ITEM 1.  Security and Issuer

        Item 1 of the Schedule 13D is hereby amended to read in full as follows:

        This Schedule 13D relates to Units of the Partnership, the principal
executive offices of which are located at 733 Front Street, San Francisco,
California 94111.

ITEM 2.  Identity and Background

        Item 2 of the Schedule 13D is hereby amended to read in full as follows:

        This Schedule 13D is filed by Holding, a wholly-owned subsidiary of USL
Capital, on its own behalf, on behalf of its parent USL Capital, a wholly-owned
subsidiary of Ford Holdings, Inc. ("FHI"), on behalf of USL Capital's parent
FHI, an indirect wholly-owned subsidiary of Ford, and on behalf of FHI's
ultimate parent Ford. Holding is a California corporation with its principal
place of business located at 733 Front Street, San Francisco, California 94111.
USL Capital is a Delaware corporation with its principal place of business
located at 733 Front Street, San Francisco, California 94111. FHI, which became
an indirect wholly-owned subsidiary of Ford on September 1, 1989 and to which
Ford transferred its interest in USL Capital on October 1, 1989, is a Delaware
Corporation with its principal place of business located at Dearborn, Michigan.
Ford is a Delaware corporation with its principal place of business located at
Dearborn, Michigan.

        In May of 1996, Ford announced that it was pursuing the sale of USL
Capital's businesses, and has since essentially completed (or completed
arrangements for) the sale of USL Capital's six business units, as described
below. Prior to these asset sales, USL Capital, directly and through its
subsidiaries, provided leasing and financing to commercial and governmental
entities, principally in the United States, including office and business
equipment, large-balance transportation equipment, industrial and energy
facilities, and commercial automobile fleets, as well as mortgage financing of
income-producing real estate, full-service

<PAGE>   7
                                                              Page 7 of 11 Pages

leasing to industrial shippers and railroads, municipal financing of
essential-use equipment, and investment in publicly traded and privately placed
preferred stocks and senior and subordinated debt of public and private
companies. Since the May announcement, USL Capital has disposed of its rail
services business, which manages a fleet of rail cars, and its fleet services
business, which manages cars, vans and trucks for commercial customers. In
addition, USL has sold its corporate and municipal housing bond and lease
portfolios and has agreed to sell its transportation and industrial financing
division (a portion of which sale is described in Item 6 hereof), its business
equipment financing division and its real estate loan portfolio.

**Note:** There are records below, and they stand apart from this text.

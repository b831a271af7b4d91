//! Logging System
//!
//! Structured logging via the `tracing` crate. Level and format come from
//! configuration with environment-variable overrides (`MERKLEDAG_LOG`,
//! `MERKLEDAG_LOG_FORMAT`).

use serde::{Deserialize, Serialize};
use thiserror::Error;
use tracing_subscriber::fmt::time::ChronoUtc;
use tracing_subscriber::{fmt, layer::SubscriberExt, util::SubscriberInitExt, EnvFilter, Registry};

/// Invalid logging configuration.
#[derive(Debug, Error)]
#[error("invalid logging configuration: {0}")]
pub struct LoggingConfigError(String);

/// Logging configuration
#[derive(Debug, Clone, Serialize, Deserialize)]
pub struct LoggingConfig {
    /// Log level: trace, debug, info, warn, error, off
    #[serde(default = "default_log_level")]
    pub level: String,

    /// Output format: json, text
    #[serde(default = "default_format")]
    pub format: String,

    /// Enable colored output (text format only)
    #[serde(default = "default_true")]
    pub color: bool,
}

fn default_log_level() -> String {
    "info".to_string()
}

fn default_format() -> String {
    "text".to_string()
}

fn default_true() -> bool {
    true
}

impl Default for LoggingConfig {
    fn default() -> Self {
        Self {
            level: default_log_level(),
            format: default_format(),
            color: default_true(),
        }
    }
}

/// Initialize the logging system.
///
/// Precedence, highest first: `MERKLEDAG_LOG` / `MERKLEDAG_LOG_FORMAT`
/// environment variables, then the provided config, then defaults.
pub fn init_logging(config: Option<&LoggingConfig>) -> Result<(), LoggingConfigError> {
    let filter = build_env_filter(config);
    let format = determine_format(config)?;
    let use_color = config.map(|c| c.color).unwrap_or(true);

    let base_subscriber = Registry::default().with(filter);

    if format == "json" {
        base_subscriber
            .with(
                fmt::layer()
                    .json()
                    .with_target(true)
                    .with_timer(ChronoUtc::rfc_3339())
                    .with_writer(std::io::stderr),
            )
            .init();
    } else {
        base_subscriber
            .with(
                fmt::layer()
                    .with_target(true)
                    .with_timer(ChronoUtc::rfc_3339())
                    .with_ansi(use_color)
                    .with_writer(std::io::stderr),
            )
            .init();
    }

    Ok(())
}

fn build_env_filter(config: Option<&LoggingConfig>) -> EnvFilter {
    if let Ok(filter) = EnvFilter::try_from_env("MERKLEDAG_LOG") {
        return filter;
    }
    let level = config.map(|c| c.level.as_str()).unwrap_or("info");
    EnvFilter::new(level)
}

fn determine_format(config: Option<&LoggingConfig>) -> Result<String, LoggingConfigError> {
    let format = match std::env::var("MERKLEDAG_LOG_FORMAT") {
        Ok(format) => format,
        Err(_) => config
            .map(|c| c.format.clone())
            .unwrap_or_else(default_format),
    };

    if format != "json" && format != "text" {
        return Err(LoggingConfigError(format!(
            "log format must be 'json' or 'text', got '{}'",
            format
        )));
    }
    Ok(format)
}
//! Tree builder: chunk, hash, store, and combine into a Merkle root.

use crate::chunker;
use crate::error::DagError;
use crate::node::{DirNode, FileNode, Node};
use crate::object::{self, Link, Object, ObjectKind};
use crate::pool::HashPool;
use crate::store::KVStore;
use crate::types::{Hash, DEFAULT_CHUNK_SIZE};
use tracing::{debug, instrument, trace};

/// Builds content-addressed DAGs from in-memory node trees.
///
/// The only policy knob is the chunk size; everything else (digest, link
/// encoding, combination rule) is fixed so that builder and reader always
/// agree on the persisted layout.
#[derive(Debug, Clone)]
pub struct DagBuilder {
    chunk_size: usize,
}

impl Default for DagBuilder {
    fn default() -> Self {
        Self::new()
    }
}

impl DagBuilder {
    /// Create a builder with the default chunk size (1024 bytes).
    pub fn new() -> Self {
        Self {
            chunk_size: DEFAULT_CHUNK_SIZE,
        }
    }

    /// Override the chunk size. Validated on `add`.
    pub fn with_chunk_size(mut self, chunk_size: usize) -> Self {
        self.chunk_size = chunk_size;
        self
    }

    /// Add a node tree to the store and return its Merkle root hash.
    ///
    /// Writes one store entry per chunk and one per object. A store failure
    /// aborts the whole call; chunks already written stay behind as
    /// harmless, content-addressed orphans.
    #[instrument(skip_all, fields(node = node.name(), size = node.size()))]
    pub fn add(
        &self,
        store: &dyn KVStore,
        node: &Node,
        pool: &HashPool,
    ) -> Result<Hash, DagError> {
        if self.chunk_size == 0 {
            return Err(DagError::InvalidChunkSize);
        }
        let root = self.add_node(store, node, pool)?;
        debug!(root = %hex::encode(root), "Added tree");
        Ok(root)
    }

    fn add_node(
        &self,
        store: &dyn KVStore,
        node: &Node,
        pool: &HashPool,
    ) -> Result<Hash, DagError> {
        match node {
            Node::File(file) => self.add_file(store, file, pool),
            Node::Dir(dir) => self.add_dir(store, dir, pool),
        }
    }

    /// Chunk a file, store every chunk under its digest, and combine the
    /// chunk digests into the file's root.
    fn add_file(
        &self,
        store: &dyn KVStore,
        file: &FileNode,
        pool: &HashPool,
    ) -> Result<Hash, DagError> {
        let chunks = chunker::split(file.bytes(), self.chunk_size)?;
        if chunks.is_empty() {
            return Err(DagError::EmptyNode);
        }

        // Sibling chunks have no data dependency; hash them as one batch.
        let digests = pool.compute_batch(&chunks)?;
        for (chunk, digest) in chunks.iter().zip(&digests) {
            store.put(&object::chunk_key(digest), chunk)?;
        }
        trace!(name = file.name(), chunks = chunks.len(), "Stored file chunks");

        let root = merkle_root(digests.clone(), pool)?;

        // Single-chunk files inline their content; the root hash is the
        // chunk digest, so the object must live under a prefixed key.
        let object = if chunks.len() == 1 {
            Object {
                kind: ObjectKind::File,
                links: Vec::new(),
                data: Some(file.bytes().to_vec()),
            }
        } else {
            Object {
                kind: ObjectKind::File,
                links: chunks
                    .iter()
                    .zip(&digests)
                    .map(|(chunk, digest)| Link {
                        name: String::new(),
                        hash: *digest,
                        size: chunk.len() as u64,
                    })
                    .collect(),
                data: None,
            }
        };
        store.put(&object::object_key(&root), &object.encode()?)?;

        Ok(root)
    }

    /// Recurse into children, link each child's root, and combine the link
    /// digests into the directory's root.
    fn add_dir(
        &self,
        store: &dyn KVStore,
        dir: &DirNode,
        pool: &HashPool,
    ) -> Result<Hash, DagError> {
        let mut links = Vec::with_capacity(dir.len());
        for child in dir.iter() {
            let child_root = self.add_node(store, child, pool)?;
            links.push(Link {
                name: child.name().to_string(),
                hash: child_root,
                size: child.size(),
            });
        }
        if links.is_empty() {
            return Err(DagError::EmptyNode);
        }

        // Hashing the encoded link, not just the child root, makes the
        // directory hash depend on the full (name, hash, size) triple.
        let mut leaves = Vec::with_capacity(links.len());
        for link in &links {
            leaves.push(pool.compute(&link.encode()?)?);
        }
        let root = merkle_root(leaves, pool)?;

        let object = Object {
            kind: ObjectKind::Dir,
            links,
            data: None,
        };
        store.put(&object::object_key(&root), &object.encode()?)?;
        trace!(name = dir.name(), children = dir.len(), root = %hex::encode(root), "Stored directory");

        Ok(root)
    }
}

/// Collapse a level of digests into a single Merkle root.
///
/// Standard pairwise combination: when a level has an odd count the last
/// digest is duplicated, then adjacent pairs are concatenated and digested
/// until one hash remains. A single input digest is already the root.
pub(crate) fn merkle_root(mut level: Vec<Hash>, pool: &HashPool) -> Result<Hash, DagError> {
    if level.is_empty() {
        return Err(DagError::EmptyNode);
    }
    while level.len() > 1 {
        if level.len() % 2 != 0 {
            let last = level[level.len() - 1];
            level.push(last);
        }
        let pairs: Vec<Vec<u8>> = level
            .chunks(2)
            .map(|pair| {
                let mut combined = Vec::with_capacity(64);
                combined.extend_from_slice(&pair[0]);
                combined.extend_from_slice(&pair[1]);
                combined
            })
            .collect();
        let refs: Vec<&[u8]> = pairs.iter().map(|p| p.as_slice()).collect();
        level = pool.compute_batch(&refs)?;
    }
    Ok(level[0])
}
//! In-memory node model for trees handed to the DAG builder.
//!
//! A `Node` is either a file holding its raw content or a directory owning
//! an ordered collection of child nodes. Children are exclusively owned by
//! their parent, so a tree reachable from one root can never contain cycles.

use crate::error::StoreError;
use std::path::Path;

/// Discriminator over the two node shapes.
#[derive(Debug, Clone, Copy, PartialEq, Eq)]
pub enum NodeKind {
    File,
    Dir,
}

/// A file node: name plus immutable raw content.
#[derive(Debug, Clone)]
pub struct FileNode {
    name: String,
    content: Vec<u8>,
}

impl FileNode {
    pub fn new(name: impl Into<String>, content: Vec<u8>) -> Self {
        Self {
            name: name.into(),
            content,
        }
    }

    pub fn name(&self) -> &str {
        &self.name
    }

    /// The file's raw content.
    pub fn bytes(&self) -> &[u8] {
        &self.content
    }

    pub fn size(&self) -> u64 {
        self.content.len() as u64
    }
}

/// A directory node: name plus ordered, exclusively owned children.
#[derive(Debug, Clone)]
pub struct DirNode {
    name: String,
    children: Vec<Node>,
}

impl DirNode {
    pub fn new(name: impl Into<String>, children: Vec<Node>) -> Self {
        Self {
            name: name.into(),
            children,
        }
    }

    pub fn name(&self) -> &str {
        &self.name
    }

    /// Forward-only iteration over children in their natural order.
    pub fn iter(&self) -> impl Iterator<Item = &Node> {
        self.children.iter()
    }

    pub fn len(&self) -> usize {
        self.children.len()
    }

    pub fn is_empty(&self) -> bool {
        self.children.is_empty()
    }

    /// Total size of the subtree rooted here.
    pub fn size(&self) -> u64 {
        self.children.iter().map(Node::size).sum()
    }
}

/// A node in the caller's in-memory tree.
#[derive(Debug, Clone)]
pub enum Node {
    File(FileNode),
    Dir(DirNode),
}

impl Node {
    pub fn file(name: impl Into<String>, content: Vec<u8>) -> Self {
        Node::File(FileNode::new(name, content))
    }

    pub fn dir(name: impl Into<String>, children: Vec<Node>) -> Self {
        Node::Dir(DirNode::new(name, children))
    }

    pub fn name(&self) -> &str {
        match self {
            Node::File(f) => f.name(),
            Node::Dir(d) => d.name(),
        }
    }

    pub fn kind(&self) -> NodeKind {
        match self {
            Node::File(_) => NodeKind::File,
            Node::Dir(_) => NodeKind::Dir,
        }
    }

    /// Byte count: content length for files, sum of children for directories.
    pub fn size(&self) -> u64 {
        match self {
            Node::File(f) => f.size(),
            Node::Dir(d) => d.size(),
        }
    }

    /// Load a filesystem tree into an in-memory node tree.
    ///
    /// Directory entries are sorted by name so the resulting tree (and
    /// therefore its root hash) is deterministic across platforms. Symlinks
    /// and other special files are skipped.
    pub fn from_fs(path: &Path) -> Result<Node, StoreError> {
        let name = path
            .file_name()
            .map(|n| n.to_string_lossy().into_owned())
            .unwrap_or_else(|| ".".to_string());

        let meta = std::fs::symlink_metadata(path)?;
        if meta.is_file() {
            let content = std::fs::read(path)?;
            return Ok(Node::file(name, content));
        }
        if !meta.is_dir() {
            return Err(StoreError::Backend(format!(
                "unsupported filesystem entry: {}",
                path.display()
            )));
        }

        let mut entries: Vec<_> = std::fs::read_dir(path)?
            .collect::<Result<Vec<_>, _>>()?
            .into_iter()
            .map(|e| e.path())
            .collect();
        entries.sort();

        let mut children = Vec::with_capacity(entries.len());
        for child_path in entries {
            let child_meta = std::fs::symlink_metadata(&child_path)?;
            if !child_meta.is_file() && !child_meta.is_dir() {
                continue;
            }
            children.push(Node::from_fs(&child_path)?);
        }

        Ok(Node::dir(name, children))
    }
}
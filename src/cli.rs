//! CLI: parse, route, and present. No DAG logic lives here.

use crate::dag::builder::DagBuilder;
use crate::dag::reader;
use crate::node::Node;
use crate::object::ObjectKind;
use crate::pool::{HashPool, PoolConfig};
use crate::store::SledStore;
use crate::types::{Hash, DEFAULT_CHUNK_SIZE};
use anyhow::{anyhow, Context};
use clap::{Parser, Subcommand};
use std::io::Write;
use std::path::PathBuf;

#[derive(Debug, Parser)]
#[command(name = "merkledag", version, about = "Content-addressed Merkle DAG store")]
pub struct Cli {
    /// Directory of the sled-backed store
    #[arg(long, global = true, default_value = ".merkledag")]
    pub store: PathBuf,

    /// Log level (trace, debug, info, warn, error, off)
    #[arg(long, global = true)]
    pub log_level: Option<String>,

    /// Number of hash workers (defaults to available parallelism)
    #[arg(long, global = true)]
    pub workers: Option<usize>,

    #[command(subcommand)]
    pub command: Commands,
}

#[derive(Debug, Subcommand)]
pub enum Commands {
    /// Add a file or directory tree and print its root hash
    Add {
        /// Filesystem path to ingest
        path: PathBuf,

        /// Maximum chunk size in bytes
        #[arg(long, default_value_t = DEFAULT_CHUNK_SIZE)]
        chunk_size: usize,
    },

    /// Write the bytes of the file at PATH under ROOT to stdout
    Cat {
        /// Root hash, hex-encoded
        root: String,

        /// Slash-separated path inside the tree (empty for a bare file)
        #[arg(default_value = "")]
        path: String,
    },

    /// List the links of the directory at PATH under ROOT
    Ls {
        /// Root hash, hex-encoded
        root: String,

        /// Slash-separated path inside the tree
        #[arg(default_value = "")]
        path: String,

        /// Emit JSON instead of text
        #[arg(long)]
        json: bool,
    },
}

/// Execute a parsed command and return its textual output.
pub fn run(cli: &Cli) -> anyhow::Result<String> {
    let store = SledStore::open(&cli.store)
        .with_context(|| format!("failed to open store at {}", cli.store.display()))?;
    let pool = match cli.workers {
        Some(workers) => HashPool::new(PoolConfig { workers }),
        None => HashPool::with_defaults(),
    };

    match &cli.command {
        Commands::Add { path, chunk_size } => {
            let node = Node::from_fs(path)
                .with_context(|| format!("failed to load tree from {}", path.display()))?;
            let root = DagBuilder::new()
                .with_chunk_size(*chunk_size)
                .add(&store, &node, &pool)?;
            store.flush()?;
            Ok(hex::encode(root))
        }
        Commands::Cat { root, path } => {
            let root = parse_hash(root)?;
            let bytes = reader::hash_to_file(&store, &root, path, &pool)?;
            // File content may be binary; bypass the string return path.
            std::io::stdout().write_all(&bytes)?;
            Ok(String::new())
        }
        Commands::Ls { root, path, json } => {
            let root = parse_hash(root)?;
            let (_, object) = reader::resolve(&store, &root, path)?;
            if object.kind != ObjectKind::Dir {
                return Err(anyhow!("not a directory: {}", display_path(path)));
            }
            if *json {
                format_links_json(&object.links)
            } else {
                Ok(format_links_text(&object.links))
            }
        }
    }
}

/// Parse a hex-encoded 32-byte root hash.
fn parse_hash(input: &str) -> anyhow::Result<Hash> {
    let bytes = hex::decode(input.trim()).context("root hash is not valid hex")?;
    bytes
        .as_slice()
        .try_into()
        .map_err(|_| anyhow!("root hash must be 32 bytes, got {}", bytes.len()))
}

fn display_path(path: &str) -> &str {
    if path.is_empty() {
        "<root>"
    } else {
        path
    }
}

fn format_links_text(links: &[crate::object::Link]) -> String {
    links
        .iter()
        .map(|link| format!("{}  {:>10}  {}", hex::encode(link.hash), link.size, link.name))
        .collect::<Vec<_>>()
        .join("\n")
}

fn format_links_json(links: &[crate::object::Link]) -> anyhow::Result<String> {
    let entries: Vec<_> = links
        .iter()
        .map(|link| {
            serde_json::json!({
                "name": link.name,
                "hash": hex::encode(link.hash),
                "size": link.size,
            })
        })
        .collect();
    Ok(serde_json::to_string_pretty(&entries)?)
}
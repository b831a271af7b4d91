//! Merkledag: Content-Addressed Merkle DAG
//!
//! Builds a content-addressed Merkle DAG over an opaque key-value store:
//! files are split into fixed-size chunks, every chunk and intermediate node
//! is hashed, and a whole file/directory tree collapses to a single root
//! hash. Given that root hash (and a slash-separated path), the original
//! bytes can be retrieved back out of the store.

pub mod chunker;
pub mod cli;
pub mod dag;
pub mod error;
pub mod logging;
pub mod node;
pub mod object;
pub mod pool;
pub mod store;
pub mod types;

pub use dag::builder::DagBuilder;
pub use dag::reader::hash_to_file;
pub use error::{DagError, StoreError};
pub use node::{DirNode, FileNode, Node, NodeKind};
pub use pool::{HashPool, PoolConfig};
pub use store::{KVStore, MemoryStore};
pub use types::{Hash, DEFAULT_CHUNK_SIZE};

/// Add a node tree to the store with the default chunk size and return its
/// Merkle root hash.
pub fn add(store: &dyn store::KVStore, node: &Node, pool: &HashPool) -> Result<Hash, DagError> {
    DagBuilder::new().add(store, node, pool)
}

        Holding was formed to act as limited partner in the Partnership.

        FHI was incorporated by Ford for the principal purpose of acquiring,
owning and managing certain assets of Ford. FHI presently is a holding company
which owns primarily USL Capital and a part of Ford FSG, Inc., a holding
company owning primarily Ford Motor Credit Company and a majority of Ford
Credit Europe, plc and Associates First Capital Corporation.

        Ford is a manufacturing company engaged in the production and
distribution of automobiles, trucks and other products, and through
subsidiaries engages in automotive and general commercial financing, and
certain other businesses.

        Information concerning the executive officers and directors of USL
Capital, Holding, FHI and Ford and the principal occupations or employment of
each such person are listed in Exhibits 1, 2, 3 and 4, respectively, attached
hereto and incorporated herein by reference.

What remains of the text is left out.